//! agentlink - keep an agent attached to the bus
//!
//! `agentlink run` connects with the configured identity, announces presence,
//! subscribes to the requested topic filters and logs every delivery until
//! SIGINT/SIGTERM, then leaves the bus cleanly.

use agentlink::config::AgentLinkConfig;
use agentlink::connection::{BusHandle, ConnectionManager, Manager};
use agentlink::error::Fault;
use agentlink::observability::{init_logging, lifecycle_span, LoggingSettings};
use agentlink::transport::mqtt::MqttTransport;
use agentlink::transport::QoS;
use async_trait::async_trait;
use bytes::Bytes;
use clap::{Parser, Subcommand};
use std::path::PathBuf;
use std::process;
use std::sync::{Arc, OnceLock};
use tokio::signal;
use tracing::{error, info, warn, Instrument, Level};

/// Resilient MQTT bus connection for agents
#[derive(Parser)]
#[command(name = "agentlink")]
#[command(about = "Keep an agent connected to an MQTT bus with presence announcements")]
#[command(version)]
struct Cli {
    /// Configuration file path
    #[arg(short, long, value_name = "FILE", env = "AGENTLINK_CONFIG")]
    config: Option<PathBuf>,

    /// Verbose logging (-v debug, -vv trace)
    #[arg(short, long, action = clap::ArgAction::Count)]
    verbose: u8,

    #[command(subcommand)]
    command: Commands,
}

#[derive(Subcommand)]
enum Commands {
    /// Connect and stay connected until interrupted
    Run {
        /// Topic filter to subscribe to after every connect (repeatable)
        #[arg(short, long = "subscribe", value_name = "FILTER")]
        subscriptions: Vec<String>,

        /// QoS for the subscriptions (0 or 1)
        #[arg(long, default_value_t = 0)]
        qos: u8,
    },
    /// Validate configuration
    Config {
        /// Show current configuration
        #[arg(long)]
        show: bool,
    },
}

#[tokio::main]
async fn main() {
    let cli = Cli::parse();

    let mut logging = LoggingSettings::from_env();
    match cli.verbose {
        0 => {}
        1 => logging.level = Level::DEBUG,
        _ => logging.level = Level::TRACE,
    }
    init_logging(logging.level, logging.format, logging.include_spans);

    info!("Starting agentlink v{}", env!("CARGO_PKG_VERSION"));

    let config = match load_configuration(&cli.config) {
        Ok(config) => config,
        Err(e) => {
            error!("Failed to load configuration: {}", e);
            process::exit(1);
        }
    };

    let result = match cli.command {
        Commands::Run { subscriptions, qos } => {
            run_link(config, subscriptions, qos)
                .instrument(lifecycle_span!(command = "run"))
                .await
        }
        Commands::Config { show } => handle_config_command(&config, show),
    };

    if let Err(e) = result {
        error!("Command failed: {}", e);
        process::exit(1);
    }

    info!("Shutdown complete");
}

fn load_configuration(
    config_path: &Option<PathBuf>,
) -> Result<AgentLinkConfig, Box<dyn std::error::Error>> {
    match config_path {
        Some(path) => {
            info!("Loading configuration from: {}", path.display());
            Ok(AgentLinkConfig::load_from_file(path)?)
        }
        None => {
            let default_paths = ["agentlink.toml", "config/agentlink.toml"];

            for path_str in default_paths {
                let path = PathBuf::from(path_str);
                if path.exists() {
                    info!("Loading configuration from: {}", path.display());
                    return Ok(AgentLinkConfig::load_from_file(&path)?);
                }
            }

            Err("No configuration file found. Provide one with -c/--config or create agentlink.toml".into())
        }
    }
}

/// Logs deliveries and (re)subscribes on every connect
struct LoggingManager {
    subscriptions: Vec<String>,
    qos: QoS,
    handle: OnceLock<BusHandle<MqttTransport>>,
}

impl LoggingManager {
    fn new(subscriptions: Vec<String>, qos: QoS) -> Self {
        Self {
            subscriptions,
            qos,
            handle: OnceLock::new(),
        }
    }

    fn attach(&self, handle: BusHandle<MqttTransport>) {
        if self.handle.set(handle).is_err() {
            warn!("Bus handle already attached");
        }
    }
}

#[async_trait]
impl Manager for LoggingManager {
    async fn on_connect(&self, session_present: bool) {
        info!(session_present, "Connected to bus");

        let Some(handle) = self.handle.get() else {
            return;
        };
        for filter in &self.subscriptions {
            match handle.subscribe(filter, self.qos.level()).await {
                Ok(()) => info!(filter = %filter, qos = self.qos.level(), "Subscribed"),
                Err(e) => warn!(filter = %filter, error = %e, "Subscribe failed"),
            }
        }
    }

    async fn on_disconnect(&self, reason: Option<&Fault>) {
        match reason {
            Some(fault) if fault.is_keepalive_timeout() => {
                warn!(fault = %fault, "Broker stopped answering pings")
            }
            Some(fault) => warn!(fault = %fault, "Disconnected from bus"),
            None => info!("Left the bus"),
        }
    }

    async fn on_message(&self, topic: &str, payload: Bytes, retained: bool) {
        match std::str::from_utf8(&payload) {
            Ok(text) => info!(topic, retained, payload = %text, "Message"),
            Err(_) => info!(topic, retained, payload = ?payload, "Message"),
        }
    }
}

async fn run_link(
    config: AgentLinkConfig,
    subscriptions: Vec<String>,
    qos: u8,
) -> Result<(), Box<dyn std::error::Error>> {
    let qos = QoS::try_from(qos)?;
    let host = config.host_config()?;
    info!(
        host = %host.host,
        port = host.port,
        user = %host.user,
        tls = host.tls_mode().requires_certificate(),
        "Bus target resolved"
    );

    let logger = Arc::new(LoggingManager::new(subscriptions, qos));
    let mut manager =
        ConnectionManager::new(config.bus.clone(), MqttTransport::new(), Arc::clone(&logger));
    manager.set_target(host)?;
    logger.attach(manager.handle());
    manager.activate()?;

    let handle = manager.handle();
    let mut driver = manager.spawn();

    let mut sigint = signal::unix::signal(signal::unix::SignalKind::interrupt())?;
    let mut sigterm = signal::unix::signal(signal::unix::SignalKind::terminate())?;

    tokio::select! {
        _ = sigint.recv() => {
            info!("Received SIGINT, shutting down gracefully...");
        }
        _ = sigterm.recv() => {
            info!("Received SIGTERM, shutting down gracefully...");
        }
        finished = &mut driver => {
            warn!("Connection manager stopped unexpectedly");
            finished?;
            return Ok(());
        }
    }

    handle.deactivate();
    let manager = driver.await?;
    info!(
        reconnects = manager.health_metrics().reconnect_count,
        "Connection manager stopped"
    );
    Ok(())
}

fn handle_config_command(
    config: &AgentLinkConfig,
    show: bool,
) -> Result<(), Box<dyn std::error::Error>> {
    if show {
        let mut redacted = config.clone();
        if redacted.target.password.is_some() {
            redacted.target.password = Some("***".to_string());
        }
        println!("Current configuration:");
        println!("{}", toml::to_string_pretty(&redacted)?);
    }

    info!("Configuration validation complete");
    Ok(())
}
● ● ●
Activity
Go through the records and gather the lines that hold "gracefully".

Answer section
            info!("Received SIGINT, shutting down gracefully...");
            info!("Received SIGTERM, shutting down gracefully...");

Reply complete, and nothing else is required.